Népal : Quand la catastrophe climatique fait sourire ceux qui nient le changement !
Le fait principal
Le 26 août 2026, un effondrement catastrophique dans le massif du Langtang, au Népal, a entraîné la mort de plus de 1 500 personnes et laissé 5 500 disparues. Un glacier s’est détaché, provoquant un torrent de boue et de débris qui a dévalé les pentes, emportant tout sur son passage.
Ce qui s’est passé
Il est un peu plus de huit heures du matin lorsque la montagne cède.
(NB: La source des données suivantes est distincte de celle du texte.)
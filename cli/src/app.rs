//! Application context: unified state passed to every command handler.
//!
//! `AppContext` is built once from the global flags. Adding a cross-cutting
//! concern means one field here, with no command signature changes.

use std::path::PathBuf;
use std::time::Duration;

use crate::infra::command_runner::TokioCommandRunner;
use crate::infra::config::YamlConfigStore;
use crate::infra::ssh::SshShell;
use crate::output::OutputContext;

/// Output rendering mode.
#[derive(Debug, Clone, Copy, PartialEq, Eq)]
pub enum OutputMode {
    /// Human-readable terminal output (default).
    Human,
    /// Machine-readable JSON output.
    Json,
}

/// Flags passed from the top-level CLI to `AppContext::new`.
pub struct AppFlags {
    /// Disable ANSI color output.
    pub no_color: bool,
    /// Suppress non-error output.
    pub quiet: bool,
    /// Enable JSON output mode.
    pub json: bool,
    /// Explicit config path (`--config`).
    pub config: Option<PathBuf>,
}

/// Unified application context passed to every command handler.
pub struct AppContext {
    /// Terminal output context (colors, quiet mode).
    pub output: OutputContext,
    /// Output rendering mode (human vs JSON).
    pub mode: OutputMode,
    config: Option<PathBuf>,
}

impl AppContext {
    #[must_use]
    pub fn new(flags: AppFlags) -> Self {
        let mode = if flags.json {
            OutputMode::Json
        } else {
            OutputMode::Human
        };
        // JSON output owns stdout; progress lines would corrupt it.
        let quiet = flags.quiet || flags.json;
        Self {
            output: OutputContext::new(flags.no_color, quiet),
            mode,
            config: flags.config,
        }
    }

    #[must_use]
    pub fn is_json(&self) -> bool {
        self.mode == OutputMode::Json
    }

    /// The config store selected by `--config`, `ROLLOUT_CONFIG` or the default path.
    #[must_use]
    pub fn config_store(&self) -> YamlConfigStore {
        YamlConfigStore::resolve(self.config.as_deref())
    }

    /// ssh/rsync transport whose every process is bounded by `timeout`.
    #[must_use]
    pub fn ssh_shell(
        &self,
        timeout: Duration,
        sync_excludes: Vec<String>,
    ) -> SshShell<TokioCommandRunner> {
        SshShell::new(TokioCommandRunner::new(timeout), sync_excludes)
    }
}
En quelques instants, un fleuve de boue et de roche se forme, emportant le poste-frontière et poursuivant sa course dévastatrice sur près de cent kilomètres dans la vallée de la Trishuli. Trois semaines après la catastrophe, le bilan reste tragiquement incertain, et la région est plongée dans un état de choc profond.
Le contexte
Cette catastrophe n’est pas un événement isolé, mais plutôt un signal d’alarme sur la fragilité des écosystèmes glaciaires face au réchauffement climatique. Les glaciers fondent à une vitesse alarmante, augmentant les risques de glissements de terrain, de crues soudaines et de vidanges de lacs glaciaires. Ces phénomènes, alimentés par nos activités, touchent non seulement les régions montagneuses, mais contribuent également à la montée du niveau des mers, affectant ainsi l’ensemble de la planète.
Les chiffres à retenir
- Plus de 1 500 morts.
- 5 500 disparus.
- Un glacier s’étant détaché de plus de mille mètres.
Ce que cela révèle
Cette tragédie souligne l’urgence d’agir face au changement climatique. Pendant que certains politiciens continuent de nier l’évidence, la réalité s’impose : la fonte des glaciers est un phénomène qui ne peut plus être ignoré. Les promesses de protection de l’environnement semblent aussi fragiles que les glaciers eux-mêmes. Pendant que des discours se veulent rassurants, les faits racontent une tout autre histoire. Les conséquences de notre inaction sont là, palpables et tragiques.
Ce qu’il faut retenir
La catastrophe du Langtang est un rappel brutal que le changement climatique n’est pas un problème lointain. Il est urgent d’agir, non seulement pour sauver des vies, mais aussi pour préserver notre planète. Le temps des discours est révolu ; il est temps de passer à l’action.